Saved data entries
______

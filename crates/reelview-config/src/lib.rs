pub mod config;
pub mod paths;

pub use config::{CatalogConfig, Config, CounterMode, StoreBackend, StoreConfig, Timeouts};
pub use paths::PathManager;
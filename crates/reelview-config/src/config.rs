use anyhow::{Context, Result};
use serde::{Deserialize, Serialize};
use std::path::Path;
use std::time::Duration;

#[derive(Debug, Default, Serialize, Deserialize)]
pub struct Config {
    #[serde(default)]
    pub store: StoreConfig,
    #[serde(default)]
    pub catalog: CatalogConfig,
    #[serde(default)]
    pub timeouts: Timeouts,
}

#[derive(Debug, Serialize, Deserialize)]
pub struct StoreConfig {
    #[serde(default)]
    pub backend: StoreBackend,
    #[serde(default = "default_rest_base_url")]
    pub rest_base_url: String,
    /// Which helpful-counter strategy the service uses. `Atomic`
    /// issues the store's server-side increment; `ReadModifyWrite`
    /// reads then writes value+1 and accepts the lost-update race.
    #[serde(default)]
    pub counter_mode: CounterMode,
}

/// Where review and profile records live. `Memory` is per-process
/// and discarded on exit, for tests and offline experimentation;
/// `Rest` persists through the hosted review API.
#[derive(Debug, Clone, Copy, Default, PartialEq, Eq, Serialize, Deserialize)]
#[serde(rename_all = "kebab-case")]
pub enum StoreBackend {
    #[default]
    Memory,
    Rest,
}

#[derive(Debug, Clone, Copy, Default, PartialEq, Eq, Serialize, Deserialize)]
#[serde(rename_all = "kebab-case")]
pub enum CounterMode {
    #[default]
    Atomic,
    ReadModifyWrite,
}

#[derive(Debug, Serialize, Deserialize)]
pub struct CatalogConfig {
    #[serde(default)]
    pub api_key: String,
    #[serde(default = "default_catalog_base_url")]
    pub base_url: String,
    #[serde(default = "default_image_base_url")]
    pub image_base_url: String,
}

/// Read budgets in milliseconds. Reads that lose the race fall back
/// to a default/empty value at the caller rather than blocking.
#[derive(Debug, Serialize, Deserialize)]
pub struct Timeouts {
    #[serde(default = "default_query_ms")]
    pub query_ms: u64,
    #[serde(default = "default_simple_query_ms")]
    pub simple_query_ms: u64,
    #[serde(default = "default_api_request_ms")]
    pub api_request_ms: u64,
}

impl Timeouts {
    /// Budget for filtered collection reads.
    pub fn query(&self) -> Duration {
        Duration::from_millis(self.query_ms)
    }

    /// Budget for single-record reads.
    pub fn simple_query(&self) -> Duration {
        Duration::from_millis(self.simple_query_ms)
    }

    /// Budget for catalog API requests.
    pub fn api_request(&self) -> Duration {
        Duration::from_millis(self.api_request_ms)
    }
}

fn default_rest_base_url() -> String {
    "http://localhost:5000".to_string()
}

fn default_catalog_base_url() -> String {
    "https://api.themoviedb.org/3".to_string()
}

fn default_image_base_url() -> String {
    "https://image.tmdb.org/t/p".to_string()
}

fn default_query_ms() -> u64 {
    8000
}

fn default_simple_query_ms() -> u64 {
    5000
}

fn default_api_request_ms() -> u64 {
    10000
}

impl Default for StoreConfig {
    fn default() -> Self {
        Self {
            backend: StoreBackend::Memory,
            rest_base_url: default_rest_base_url(),
            counter_mode: CounterMode::Atomic,
        }
    }
}

impl Default for CatalogConfig {
    fn default() -> Self {
        Self {
            api_key: String::new(),
            base_url: default_catalog_base_url(),
            image_base_url: default_image_base_url(),
        }
    }
}

impl Default for Timeouts {
    fn default() -> Self {
        Self {
            query_ms: default_query_ms(),
            simple_query_ms: default_simple_query_ms(),
            api_request_ms: default_api_request_ms(),
        }
    }
}

impl Config {
    /// Load configuration from a TOML file. A missing file yields the
    /// defaults so a fresh install works without any setup.
    pub fn load(path: &Path) -> Result<Self> {
        if !path.exists() {
            return Ok(Config::default());
        }
        let contents = std::fs::read_to_string(path)
            .with_context(|| format!("failed to read config from {}", path.display()))?;
        let config: Config = toml::from_str(&contents)
            .with_context(|| format!("failed to parse config at {}", path.display()))?;
        Ok(config)
    }

    pub fn save(&self, path: &Path) -> Result<()> {
        if let Some(parent) = path.parent() {
            std::fs::create_dir_all(parent)
                .with_context(|| format!("failed to create {}", parent.display()))?;
        }
        let contents = toml::to_string_pretty(self).context("failed to serialize config")?;
        std::fs::write(path, contents)
            .with_context(|| format!("failed to write config to {}", path.display()))?;
        Ok(())
    }
}

#[cfg(test)]
mod tests {
    use super::*;

    #[test]
    fn missing_file_yields_defaults() {
        let config = Config::load(Path::new("/nonexistent/reelview/config.toml")).unwrap();
        assert_eq!(config.store.backend, StoreBackend::Memory);
        assert_eq!(config.store.counter_mode, CounterMode::Atomic);
        assert_eq!(config.timeouts.query_ms, 8000);
        assert_eq!(config.timeouts.simple_query_ms, 5000);
        assert_eq!(config.timeouts.api_request_ms, 10000);
    }

    #[test]
    fn round_trips_through_toml() {
        let dir = tempfile::tempdir().unwrap();
        let path = dir.path().join("config.toml");

        let mut config = Config::default();
        config.store.backend = StoreBackend::Rest;
        config.store.counter_mode = CounterMode::ReadModifyWrite;
        config.catalog.api_key = "abc123".to_string();
        config.save(&path).unwrap();

        let loaded = Config::load(&path).unwrap();
        assert_eq!(loaded.store.backend, StoreBackend::Rest);
        assert_eq!(loaded.store.counter_mode, CounterMode::ReadModifyWrite);
        assert_eq!(loaded.catalog.api_key, "abc123");
    }

    #[test]
    fn partial_toml_fills_in_defaults() {
        let partial = r#"
            [catalog]
            api_key = "xyz"
        "#;
        let config: Config = toml::from_str(partial).unwrap();
        assert_eq!(config.catalog.api_key, "xyz");
        assert_eq!(config.catalog.base_url, "https://api.themoviedb.org/3");
        assert_eq!(config.store.rest_base_url, "http://localhost:5000");
        assert_eq!(config.timeouts.query(), Duration::from_millis(8000));
    }
}
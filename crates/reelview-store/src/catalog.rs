use reelview_models::{MovieDetails, MoviePage, MovieSummary, MovieVideo, TrendingWindow};
use reqwest::Client;
use serde::Deserialize;
use std::time::Duration;
use thiserror::Error;
use tracing::{debug, warn};

pub const DEFAULT_BASE_URL: &str = "https://api.themoviedb.org/3";
pub const DEFAULT_IMAGE_BASE_URL: &str = "https://image.tmdb.org/t/p";

const PLACEHOLDER_POSTER: &str =
    "https://via.placeholder.com/500x750/cccccc/666666?text=No+Image";

/// Poster rendered in listings and review cards.
pub const POSTER_SMALL: &str = "w185";
/// Poster rendered on detail views.
pub const POSTER_MEDIUM: &str = "w500";
/// Backdrop rendered behind detail views.
pub const BACKDROP_LARGE: &str = "w1280";

#[derive(Debug, Error)]
pub enum CatalogError {
    #[error("catalog API error: {status}")]
    Status { status: reqwest::StatusCode },
    #[error("catalog request failed: {0}")]
    Transport(String),
    #[error("malformed catalog response: {0}")]
    Decode(String),
}

/// Read-only client for the movie catalog API, keyed by a provider
/// API key passed in the query string.
pub struct CatalogClient {
    client: Client,
    base_url: String,
    image_base_url: String,
    api_key: String,
}

// Raw catalog wire shapes; trimmed to the fields the app consumes.

#[derive(Debug, Deserialize)]
struct RawMovie {
    id: u32,
    title: String,
    #[serde(default)]
    overview: String,
    poster_path: Option<String>,
    backdrop_path: Option<String>,
    release_date: Option<String>,
    #[serde(default)]
    vote_average: f64,
    #[serde(default)]
    vote_count: u32,
}

#[derive(Debug, Deserialize)]
struct RawPage {
    page: u32,
    results: Vec<RawMovie>,
    total_pages: u32,
    total_results: u32,
}

#[derive(Debug, Deserialize)]
struct RawTrending {
    results: Vec<RawMovie>,
}

#[derive(Debug, Deserialize)]
struct RawGenre {
    name: String,
}

#[derive(Debug, Deserialize)]
struct RawDetails {
    id: u32,
    title: String,
    #[serde(default)]
    overview: String,
    poster_path: Option<String>,
    backdrop_path: Option<String>,
    release_date: Option<String>,
    #[serde(default)]
    vote_average: f64,
    #[serde(default)]
    vote_count: u32,
    runtime: Option<u32>,
    #[serde(default)]
    genres: Vec<RawGenre>,
    tagline: Option<String>,
}

#[derive(Debug, Deserialize)]
struct RawVideo {
    key: String,
    name: String,
    site: String,
    #[serde(rename = "type")]
    video_type: String,
}

#[derive(Debug, Deserialize)]
struct RawVideos {
    results: Vec<RawVideo>,
}

impl CatalogClient {
    pub fn new(api_key: impl Into<String>, timeout: Duration) -> Result<Self, CatalogError> {
        Self::with_base_urls(api_key, DEFAULT_BASE_URL, DEFAULT_IMAGE_BASE_URL, timeout)
    }

    pub fn with_base_urls(
        api_key: impl Into<String>,
        base_url: impl Into<String>,
        image_base_url: impl Into<String>,
        timeout: Duration,
    ) -> Result<Self, CatalogError> {
        let api_key = api_key.into();
        if api_key.is_empty() {
            warn!("catalog API key is empty; catalog requests will be rejected upstream");
        }
        let client = Client::builder()
            .timeout(timeout)
            .build()
            .map_err(|e| CatalogError::Transport(e.to_string()))?;
        Ok(Self {
            client,
            base_url: base_url.into().trim_end_matches('/').to_string(),
            image_base_url: image_base_url.into().trim_end_matches('/').to_string(),
            api_key,
        })
    }

    /// Resolve a catalog image path to a full URL, falling back to a
    /// placeholder when the catalog has no image for the entry.
    pub fn image_url(&self, path: Option<&str>, size: &str) -> String {
        match path {
            Some(p) if !p.is_empty() => format!("{}/{}{}", self.image_base_url, size, p),
            _ => PLACEHOLDER_POSTER.to_string(),
        }
    }

    async fn get_json<T: serde::de::DeserializeOwned>(
        &self,
        endpoint: &str,
    ) -> Result<T, CatalogError> {
        let separator = if endpoint.contains('?') { '&' } else { '?' };
        let url = format!(
            "{}{}{}api_key={}",
            self.base_url, endpoint, separator, self.api_key
        );
        debug!(endpoint, "catalog request");
        let response = self
            .client
            .get(&url)
            .send()
            .await
            .map_err(|e| CatalogError::Transport(e.to_string()))?;
        if !response.status().is_success() {
            return Err(CatalogError::Status {
                status: response.status(),
            });
        }
        response
            .json()
            .await
            .map_err(|e| CatalogError::Decode(e.to_string()))
    }

    fn summary(&self, raw: RawMovie) -> MovieSummary {
        MovieSummary {
            id: raw.id,
            title: raw.title,
            overview: raw.overview,
            poster: self.image_url(raw.poster_path.as_deref(), POSTER_MEDIUM),
            backdrop: self.image_url(raw.backdrop_path.as_deref(), BACKDROP_LARGE),
            release_date: raw.release_date,
            rating: raw.vote_average,
            vote_count: raw.vote_count,
        }
    }

    pub async fn popular(&self, page: u32) -> Result<MoviePage, CatalogError> {
        let raw: RawPage = self
            .get_json(&format!("/movie/popular?page={}", page))
            .await?;
        Ok(MoviePage {
            movies: raw.results.into_iter().map(|m| self.summary(m)).collect(),
            current_page: raw.page,
            total_pages: raw.total_pages,
            total_results: raw.total_results,
        })
    }

    pub async fn trending(&self, window: TrendingWindow) -> Result<Vec<MovieSummary>, CatalogError> {
        let raw: RawTrending = self
            .get_json(&format!("/trending/movie/{}", window.as_str()))
            .await?;
        Ok(raw.results.into_iter().map(|m| self.summary(m)).collect())
    }

    /// Search the catalog. A blank query short-circuits to an empty
    /// page without issuing a request.
    pub async fn search(&self, query: &str, page: u32) -> Result<MoviePage, CatalogError> {
        if query.trim().is_empty() {
            return Ok(MoviePage::empty());
        }
        let raw: RawPage = self
            .get_json(&format!(
                "/search/movie?query={}&page={}",
                urlencoding::encode(query.trim()),
                page
            ))
            .await?;
        Ok(MoviePage {
            movies: raw.results.into_iter().map(|m| self.summary(m)).collect(),
            current_page: raw.page,
            total_pages: raw.total_pages,
            total_results: raw.total_results,
        })
    }

    pub async fn details(&self, movie_id: u32) -> Result<MovieDetails, CatalogError> {
        let raw: RawDetails = self.get_json(&format!("/movie/{}", movie_id)).await?;
        Ok(MovieDetails {
            id: raw.id,
            title: raw.title,
            overview: raw.overview,
            poster: self.image_url(raw.poster_path.as_deref(), POSTER_MEDIUM),
            backdrop: self.image_url(raw.backdrop_path.as_deref(), BACKDROP_LARGE),
            release_date: raw.release_date,
            rating: raw.vote_average,
            vote_count: raw.vote_count,
            runtime: raw.runtime,
            genres: raw.genres.into_iter().map(|g| g.name).collect(),
            tagline: raw.tagline.filter(|t| !t.is_empty()),
        })
    }

    pub async fn videos(&self, movie_id: u32) -> Result<Vec<MovieVideo>, CatalogError> {
        let raw: RawVideos = self
            .get_json(&format!("/movie/{}/videos", movie_id))
            .await?;
        Ok(raw
            .results
            .into_iter()
            .map(|v| MovieVideo {
                key: v.key,
                name: v.name,
                site: v.site,
                video_type: v.video_type,
            })
            .collect())
    }
}

#[cfg(test)]
mod tests {
    use super::*;

    fn client() -> CatalogClient {
        CatalogClient::new("test-key", Duration::from_secs(10)).unwrap()
    }

    #[test]
    fn image_url_resolves_path_with_size() {
        let c = client();
        assert_eq!(
            c.image_url(Some("/abc.jpg"), POSTER_MEDIUM),
            "https://image.tmdb.org/t/p/w500/abc.jpg"
        );
    }

    #[test]
    fn image_url_falls_back_to_placeholder() {
        let c = client();
        assert_eq!(c.image_url(None, POSTER_SMALL), PLACEHOLDER_POSTER);
        assert_eq!(c.image_url(Some(""), POSTER_SMALL), PLACEHOLDER_POSTER);
    }

    #[tokio::test]
    async fn blank_search_short_circuits() {
        let c = client();
        let page = c.search("   ", 1).await.unwrap();
        assert!(page.movies.is_empty());
        assert_eq!(page.total_results, 0);
    }

    #[test]
    fn raw_page_decodes_catalog_shape() {
        let body = r#"{
            "page": 1,
            "results": [{
                "id": 603,
                "title": "The Matrix",
                "overview": "A computer hacker learns the truth.",
                "poster_path": "/matrix.jpg",
                "backdrop_path": null,
                "release_date": "1999-03-31",
                "vote_average": 8.2,
                "vote_count": 24000
            }],
            "total_pages": 10,
            "total_results": 195
        }"#;
        let raw: RawPage = serde_json::from_str(body).unwrap();
        assert_eq!(raw.results.len(), 1);
        assert_eq!(raw.results[0].id, 603);
        assert!(raw.results[0].backdrop_path.is_none());
    }
}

______

» Exercise brief
Reply with only the number of lines in the entries that hold the word "requests".

» Exercise output
2